The article below is extracted from the Papago Archery Association website. It is a club based in Phoenix, Arizona, USA and contains really sensible advise. We have taken a commentary approach to the article and left PAA’s article content unedited, except for correcting minor typo errors. We have also placed Singapore Dollar equivalents (USD1.00 = SGD1.50) beside their references to USA equipment prices. Have fun reading!
Buying Your First Bow
Many first time archers come to us after their first lesson and ask about buying a bow. Our answer is simple. Wait. Wait until you or your child is sure that you are willing to make the commitment to archery. It takes a few lessons to get a feel for the sport. This is the reason The Papago FITA Archers runs a six-week “First Time Archers” Program. After 6 weeks of archery you will know if you are ready to make the investment of your own bow. Once you are ready there are quite a few questions to ask and options to consider.

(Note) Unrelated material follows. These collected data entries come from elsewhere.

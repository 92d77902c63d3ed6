//! Dynamic library loading and symbol resolution
//!
//! Thin wrapper over `libloading` that remembers where a library came from,
//! so missing symbols can be reported against a path.

use core::ffi::c_void;
use std::ffi::CString;
use std::path::{Path, PathBuf};

/// Handle to a dynamically loaded library; closed on drop
pub struct Library {
    inner: libloading::Library,
    path: PathBuf,
}

impl Library {
    /// Load a library from `path` with lazy binding and local symbol scope.
    pub fn open(path: &Path) -> Result<Self, LoadError> {
        if path.as_os_str().is_empty() {
            return Err(LoadError::InvalidName);
        }
        Self::open_impl(path).map(|inner| Self {
            inner,
            path: path.to_path_buf(),
        })
    }

    #[cfg(unix)]
    fn open_impl(path: &Path) -> Result<libloading::Library, LoadError> {
        use libloading::os::unix;

        // SAFETY: running a library's initializers is the point of loading it.
        unsafe {
            unix::Library::open(Some(path), unix::RTLD_LAZY | unix::RTLD_LOCAL)
                .map(libloading::Library::from)
                .map_err(|e| LoadError::LoadFailed(e.to_string()))
        }
    }

    #[cfg(not(unix))]
    fn open_impl(path: &Path) -> Result<libloading::Library, LoadError> {
        // SAFETY: see the unix variant.
        unsafe { libloading::Library::new(path).map_err(|e| LoadError::LoadFailed(e.to_string())) }
    }

    pub fn path(&self) -> &Path {
        &self.path
    }

    /// Get a function pointer by symbol name
    pub fn symbol(&self, name: &str) -> Result<*const c_void, SymbolError> {
        let cname = CString::new(name).map_err(|_| SymbolError::InvalidName)?;

        // SAFETY: the address is only handed out as an untyped pointer; callers
        // decide its signature and keep `self` alive while using it.
        let ptr = unsafe {
            self.inner
                .get::<*const c_void>(cname.as_bytes_with_nul())
                .map(|sym| *sym)
                .map_err(|_| SymbolError::NotFound)?
        };

        if ptr.is_null() {
            Err(SymbolError::NotFound)
        } else {
            Ok(ptr)
        }
    }
}

impl core::fmt::Debug for Library {
    fn fmt(&self, f: &mut core::fmt::Formatter<'_>) -> core::fmt::Result {
        f.debug_struct("Library").field("path", &self.path).finish()
    }
}

/// Library loading errors
#[derive(Debug)]
pub enum LoadError {
    InvalidName,
    LoadFailed(String),
}

impl core::fmt::Display for LoadError {
    fn fmt(&self, f: &mut core::fmt::Formatter<'_>) -> core::fmt::Result {
        match self {
            Self::InvalidName => write!(f, "Invalid library name"),
            Self::LoadFailed(msg) => write!(f, "Failed to load library: {}", msg),
        }
    }
}

impl std::error::Error for LoadError {}

/// Symbol lookup errors
#[derive(Debug, PartialEq, Eq)]
pub enum SymbolError {
    InvalidName,
    NotFound,
}

impl core::fmt::Display for SymbolError {
    fn fmt(&self, f: &mut core::fmt::Formatter<'_>) -> core::fmt::Result {
        match self {
            Self::InvalidName => write!(f, "Invalid symbol name"),
            Self::NotFound => write!(f, "Symbol not found"),
        }
    }
}

impl std::error::Error for SymbolError {}
use std::env;
use std::path::PathBuf;
use std::process::Command;

// Builds the native `solve_qeq` implementation used by the end-to-end tests
// as a real shared library, so the resolver exercises an actual dlopen.
fn main() {
    println!("cargo:rerun-if-changed=native/qeq.c");

    let family = env::var("CARGO_CFG_TARGET_FAMILY").unwrap_or_default();
    if family != "unix" {
        return;
    }

    let target_os = env::var("CARGO_CFG_TARGET_OS").unwrap_or_default();
    let out_path = PathBuf::from(env::var("OUT_DIR").unwrap());
    let library = out_path.join("liboif_backend_c_qeq.so");

    let compiler = cc::Build::new()
        .opt_level(2)
        .flag_if_supported("-std=c99")
        .get_compiler();

    let mut cmd: Command = compiler.to_command();
    if target_os == "macos" {
        cmd.arg("-dynamiclib");
    } else {
        cmd.arg("-shared");
    }
    cmd.arg("-fPIC")
        .arg("-o")
        .arg(&library)
        .arg("native/qeq.c")
        .arg("-lm");

    let status = cmd.status().expect("failed to run the C compiler for native/qeq.c");
    if !status.success() {
        panic!("compiling native/qeq.c into {} failed", library.display());
    }

    println!("cargo:rustc-env=OIF_QEQ_LIBRARY={}", library.display());
}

Comment – Resist the urge to buy your bow for as long as you can. Once you build up a feel for what you like to shoot with and for, buying decisions are much easier and more meaningful. The TBAC conducts a 4-week course (over weekends) for Basic Archery Competency. After which, the archer is certified to shoot at the TBAC range and qualifies to join as a club member. New archers are encouraged to enrol for a further 3-month interest group under an overseeing coach so that their shooting skills can be refined.
Question #1 – Do I want to shoot a Compound Bow or a Recurve Bow? If you have been using the PFA club equipment, you have been using a recurve bow. We use the recurve bows because they are good for beginners and if your goal is the Olympics, the recurve bow is all that is currently allowed. The PFA Junior Olympic Archery Development (JOAD) program supports recurve for Olympic international competition and compound bow for international competition. This article will deal with Recurve Bows.
Comment – Similarly, the TBAC uses wood riser take down recurve bows for the introductory course. These risers allow the fitting of arrow rests, sights, stabilisers but not cushion plungers. They can also be shot barebow i.e. off the shelf. Being an archer doesn’t mean sticking with 1 bow type forever. Your skills will develop with exposure. Start simple and dream big. Most importantly, enjoy your sport.
Question #2 – What do I need to get? You need some basic equipment. A bow, at least 1/2 dozen arrows, an armguard, a finger tab and an arrow quiver to put your arrows in. There is some optional equipment to consider. A bow sight, a front stabilizer and a bow stand.
Question #3 – How much do I spend? Good question. Archery is like many sports; it has a wide range of prices. You can spend under $200.00 (SGD300) for a complete set-up or you could spend over $1500.00 (SGD2,500). We are going to deal with the $200.00 (SGD300) to $500.00 (SGD750) range.
Comment – These numbers are about right for Singapore, too. In fact, you can get fully fitted out for S$300, including arrows, bow-stand, protection gear and a simple bag.
Before we get started on the equipment there is one thing about buying your first bow that will make your life very easy. Buy your bow from a local archery store. Stay away from mail order and your “big box” store. Your local archery store has the knowledge and the skill to fit you with the right bow. This is all they do. You might find it slightly cheaper online or at a “big box” store, but you’ll save yourself a lot of headaches by paying for the service and professional help you will get at your Archery Retailer. Seek out the archery retailer that has recurve bow knowledge. You can look at other avenues for equipment after you are more experienced.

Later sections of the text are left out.